The biggest visible change is on iPad. SwiftyNotes now treats Stage Manager as a real workspace instead of a stretched phone layout. The app can open notes in separate scenes, use a richer split-view structure, mirror the Mac shortcut set on hardware keyboards, and accept drag-and-drop text and images without forcing you through a share sheet. Apple Pencil users also get a quick focus-mode toggle.
Shortcuts are the power-user layer. The URL scheme now covers search, today, append, reading mode, and theme switching, with callback support for flows that need to hand control back. New App Intents create notes, append to daily notes, search, retrieve note bodies, open notes, start writing sessions, and list today's highlights. The new Shortcuts gallery gives you starter automations instead of making you build from a blank canvas.
This release also adds the writing features we wanted from iA Writer, Simplenote, and Logseq without copying their complexity.
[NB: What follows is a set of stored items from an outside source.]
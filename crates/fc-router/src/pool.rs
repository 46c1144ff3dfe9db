//! ProcessPool - Worker pool with FIFO ordering, rate limiting, and concurrency control
//!
//! Mirrors the Java ProcessPoolImpl with:
//! - Per-message-group FIFO ordering
//! - Semaphore-based concurrency control
//! - Rate limiting using governor
//! - Dynamic worker tasks per message group

use std::sync::Arc;
use std::sync::atomic::{AtomicBool, AtomicU32, Ordering};
use std::time::Duration;
use std::num::NonZeroU32;
use dashmap::{DashMap, DashSet};
use tokio::sync::{mpsc, Semaphore, oneshot};
use governor::{Quota, RateLimiter, state::{NotKeyed, InMemoryState}, clock::DefaultClock};
use tracing::{info, warn, error, debug};

use fc_common::{
    Message, BatchMessage, AckNack, PoolConfig, PoolStats,
    MediationResult, EnhancedPoolMetrics,
};
use crate::mediator::Mediator;
use crate::metrics::PoolMetricsCollector;
use crate::Result;

const DEFAULT_GROUP: &str = "__DEFAULT__";
const QUEUE_CAPACITY_MULTIPLIER: u32 = 2;   // Java: QUEUE_CAPACITY_MULTIPLIER = 2
const MIN_QUEUE_CAPACITY: u32 = 50;          // Java: MIN_QUEUE_CAPACITY = 50

/// Composite key for batch+group tracking - avoids format!() string allocation
#[derive(Debug, Clone, PartialEq, Eq, Hash)]
pub struct BatchGroupKey {
    pub batch_id: Arc<str>,
    pub group_id: Arc<str>,
}

impl BatchGroupKey {
    #[inline]
    pub fn new(batch_id: &str, group_id: &str) -> Self {
        Self {
            batch_id: Arc::from(batch_id),
            group_id: Arc::from(group_id),
        }
    }
}

impl std::fmt::Display for BatchGroupKey {
    fn fmt(&self, f: &mut std::fmt::Formatter<'_>) -> std::fmt::Result {
        write!(f, "{}:{}", self.batch_id, self.group_id)
    }
}

/// Task submitted to a pool worker
pub struct PoolTask {
    pub message: Message,
    pub receipt_handle: String,
    pub ack_tx: oneshot::Sender<AckNack>,
    pub batch_id: Option<Arc<str>>,
    /// Pre-computed batch+group key for FIFO tracking (uses tuple to avoid string formatting)
    pub batch_group_key: Option<BatchGroupKey>,
}

/// Process pool with FIFO ordering and rate limiting
pub struct ProcessPool {
    config: PoolConfig,
    mediator: Arc<dyn Mediator>,

    /// Current concurrency level (may differ from config after updates)
    concurrency: AtomicU32,

    /// Pool-level concurrency semaphore
    semaphore: Arc<Semaphore>,

    /// Per-message-group queues for FIFO ordering (uses Arc<str> to avoid cloning)
    message_group_queues: DashMap<Arc<str>, mpsc::Sender<PoolTask>>,

    /// Track active group threads for liveness detection (Java: activeGroupThreads)
    /// When a worker exits (normally or abnormally), it removes itself from this map
    active_group_threads: DashSet<Arc<str>>,

    /// Track in-flight message groups
    in_flight_groups: DashSet<Arc<str>>,

    /// Batch+group failure tracking for cascading NACKs (uses tuple key to avoid format!())
    failed_batch_groups: DashSet<BatchGroupKey>,

    /// Track remaining messages per batch+group for cleanup (Java: batchGroupMessageCount)
    batch_group_message_count: Arc<DashMap<BatchGroupKey, AtomicU32>>,

    /// Rate limiter (optional, behind Arc<RwLock> for sharing with workers and in-place updates)
    rate_limiter: Arc<parking_lot::RwLock<Option<Arc<RateLimiter<NotKeyed, InMemoryState, DefaultClock>>>>>,

    /// Current rate limit value for comparison during updates
    rate_limit_per_minute: Arc<parking_lot::RwLock<Option<u32>>>,

    /// Running state
    running: AtomicBool,

    /// Queue size counter (Arc for sharing across tasks)
    queue_size: Arc<AtomicU32>,

    /// Active workers counter (Arc for sharing across tasks)
    active_workers: Arc<AtomicU32>,

    /// Enhanced metrics collector
    metrics_collector: Arc<PoolMetricsCollector>,

    /// Warning service for generating warnings (optional)
    warning_service: Option<Arc<crate::warning::WarningService>>,
}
Focus Sentence dims everything except the sentence under the caret. Optional syntax highlighting uses Apple's language tools for subtle parts-of-speech color. Version history keeps recoverable snapshots, and Outliner mode lets structured thinkers rearrange a note while still storing plain Markdown text.
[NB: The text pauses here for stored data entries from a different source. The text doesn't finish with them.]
//! Stale job recovery - finds jobs stuck in QUEUED status and resets them

use bson::doc;
use chrono::Utc;
use mongodb::{Collection, Database};
use tracing::{debug, info, warn};

use crate::{SchedulerConfig, SchedulerError};

#[derive(Clone)]
pub struct StaleQueuedJobPoller {
    config: SchedulerConfig,
    db: Database,
}

impl StaleQueuedJobPoller {
    pub fn new(config: SchedulerConfig, db: Database) -> Self {
        Self { config, db }
    }

    /// Recover jobs stuck in QUEUED status beyond the stale threshold
    pub async fn recover_stale_jobs(&self) -> Result<usize, SchedulerError> {
        let collection: Collection<bson::Document> = self.db.collection("dispatch_jobs");

        let threshold = Utc::now() - chrono::Duration::from_std(self.config.stale_threshold)
            .unwrap_or_else(|_| chrono::Duration::minutes(15));
        let threshold_bson = bson::DateTime::from_chrono(threshold);

        let filter = doc! {
            "status": "QUEUED",
            "queuedAt": { "$lt": threshold_bson }
        };
        let update = doc! {
            "$set": {
                "status": "PENDING",
                "updatedAt": bson::DateTime::now()
            },
            "$unset": { "queuedAt": "" }
        };

        let result = collection.update_many(filter, update).await?;
        let count = result.modified_count as usize;

        // Record metrics
        metrics::counter!("scheduler.stale_jobs.recovered_total").increment(count as u64);
        metrics::gauge!("scheduler.stale_jobs.last_recovery_count").set(count as f64);

        if count > 0 {
            info!(count = count, threshold_mins = self.config.stale_threshold.as_secs() / 60, "Recovered stale QUEUED jobs");
        } else {
            debug!("No stale jobs to recover");
        }

        Ok(count)
    }

    /// Count jobs currently in QUEUED status (for monitoring)
    pub async fn count_queued_jobs(&self) -> Result<u64, SchedulerError> {
        let collection: Collection<bson::Document> = self.db.collection("dispatch_jobs");
        let filter = doc! { "status": "QUEUED" };
        let count = collection.count_documents(filter).await?;

        metrics::gauge!("scheduler.queued_jobs_total").set(count as f64);
        Ok(count)
    }

    /// Count jobs that are approaching stale threshold (early warning)
    pub async fn count_near_stale_jobs(&self) -> Result<u64, SchedulerError> {
        let collection: Collection<bson::Document> = self.db.collection("dispatch_jobs");

        // Jobs queued more than half the stale threshold ago
        let warning_threshold = Utc::now() - chrono::Duration::from_std(self.config.stale_threshold / 2)
            .unwrap_or_else(|_| chrono::Duration::minutes(7));
        let threshold_bson = bson::DateTime::from_chrono(warning_threshold);

        let filter = doc! {
            "status": "QUEUED",
            "queuedAt": { "$lt": threshold_bson }
        };

        let count = collection.count_documents(filter).await?;

        if count > 0 {
            warn!(count = count, "Jobs approaching stale threshold");
            metrics::gauge!("scheduler.near_stale_jobs").set(count as f64);
        }

        Ok(count)
    }
}

#[cfg(test)]
mod tests {
    use super::*;
    use std::time::Duration;

    #[test]
    fn test_stale_threshold_conversion() {
        let config = SchedulerConfig {
            stale_threshold: Duration::from_secs(15 * 60),
            ..Default::default()
        };

        // Verify threshold is 15 minutes
        assert_eq!(config.stale_threshold.as_secs(), 15 * 60);
    }
}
SwiftyNotes is now more observable without becoming more invasive. Analytics stay opt-in and content-free. Sentry filtering strips sensitive breadcrumbs, the health endpoint gives deployment checks a simple target, and the new observability notes document where to look when production misbehaves.
Smaller screens got useful too. The watchOS target and complication code make today's note glanceable from Apple Watch, while the Lock Screen widget gives iPhone users a fast route into capture. The 1.1.0 cycle also shipped the roadmap and feedback loop, the beta email drip system, measured performance work, and the bug-hunt fixes needed to keep the release boring in the right places.